** Work to complete **
Review the material and extract every line in which the word "FxHashMap" occurs.

** Input **

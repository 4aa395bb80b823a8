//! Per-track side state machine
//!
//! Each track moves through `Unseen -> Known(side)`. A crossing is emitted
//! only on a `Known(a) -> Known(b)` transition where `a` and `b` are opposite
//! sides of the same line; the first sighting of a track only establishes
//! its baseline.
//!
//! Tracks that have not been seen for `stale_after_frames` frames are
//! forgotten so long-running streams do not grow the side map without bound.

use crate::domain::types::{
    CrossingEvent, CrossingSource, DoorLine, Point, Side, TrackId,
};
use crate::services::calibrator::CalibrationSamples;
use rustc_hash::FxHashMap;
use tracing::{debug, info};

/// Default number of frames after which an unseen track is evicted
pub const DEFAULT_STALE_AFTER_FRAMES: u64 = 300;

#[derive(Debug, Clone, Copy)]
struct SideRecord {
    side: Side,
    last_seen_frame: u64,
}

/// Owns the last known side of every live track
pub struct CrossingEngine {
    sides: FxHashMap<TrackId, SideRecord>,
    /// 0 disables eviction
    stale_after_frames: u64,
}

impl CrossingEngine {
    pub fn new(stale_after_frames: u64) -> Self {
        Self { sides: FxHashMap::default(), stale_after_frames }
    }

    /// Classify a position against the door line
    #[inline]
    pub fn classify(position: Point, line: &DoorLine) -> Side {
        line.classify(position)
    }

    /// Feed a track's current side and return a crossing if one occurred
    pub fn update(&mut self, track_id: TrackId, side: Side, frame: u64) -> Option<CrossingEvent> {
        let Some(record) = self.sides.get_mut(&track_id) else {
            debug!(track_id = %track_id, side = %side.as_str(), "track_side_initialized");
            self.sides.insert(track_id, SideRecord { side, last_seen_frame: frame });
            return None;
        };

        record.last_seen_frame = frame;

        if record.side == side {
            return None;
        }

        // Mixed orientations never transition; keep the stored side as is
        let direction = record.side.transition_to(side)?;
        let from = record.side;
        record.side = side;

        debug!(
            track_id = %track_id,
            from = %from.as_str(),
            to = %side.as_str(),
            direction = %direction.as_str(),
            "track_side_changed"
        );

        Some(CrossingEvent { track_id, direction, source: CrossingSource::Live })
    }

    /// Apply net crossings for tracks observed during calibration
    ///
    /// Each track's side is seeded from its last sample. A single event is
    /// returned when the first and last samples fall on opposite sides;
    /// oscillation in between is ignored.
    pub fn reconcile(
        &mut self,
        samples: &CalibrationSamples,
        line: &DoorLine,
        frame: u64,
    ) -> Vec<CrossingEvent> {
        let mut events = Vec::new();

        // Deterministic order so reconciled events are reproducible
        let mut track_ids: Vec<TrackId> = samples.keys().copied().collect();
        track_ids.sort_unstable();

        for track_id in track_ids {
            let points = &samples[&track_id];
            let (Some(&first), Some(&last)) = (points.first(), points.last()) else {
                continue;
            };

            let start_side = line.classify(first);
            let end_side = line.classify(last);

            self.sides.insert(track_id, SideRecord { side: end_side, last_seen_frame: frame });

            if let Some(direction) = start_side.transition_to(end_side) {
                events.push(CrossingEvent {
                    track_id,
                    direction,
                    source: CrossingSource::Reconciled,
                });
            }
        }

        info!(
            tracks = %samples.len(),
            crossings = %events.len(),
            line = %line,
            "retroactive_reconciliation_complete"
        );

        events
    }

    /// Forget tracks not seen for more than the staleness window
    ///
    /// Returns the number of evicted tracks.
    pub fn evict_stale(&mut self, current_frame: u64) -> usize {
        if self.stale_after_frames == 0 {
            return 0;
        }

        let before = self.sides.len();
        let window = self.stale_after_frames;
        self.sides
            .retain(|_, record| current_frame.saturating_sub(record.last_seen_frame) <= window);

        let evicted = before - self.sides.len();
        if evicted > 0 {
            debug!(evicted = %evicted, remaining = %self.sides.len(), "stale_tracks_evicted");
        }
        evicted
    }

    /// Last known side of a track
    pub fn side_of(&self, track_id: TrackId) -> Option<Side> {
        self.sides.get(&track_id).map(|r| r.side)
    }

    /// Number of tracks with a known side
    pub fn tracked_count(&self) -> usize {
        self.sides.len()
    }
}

** Task response **
use rustc_hash::FxHashMap;
    sides: FxHashMap<TrackId, SideRecord>,
        Self { sides: FxHashMap::default(), stale_after_frames }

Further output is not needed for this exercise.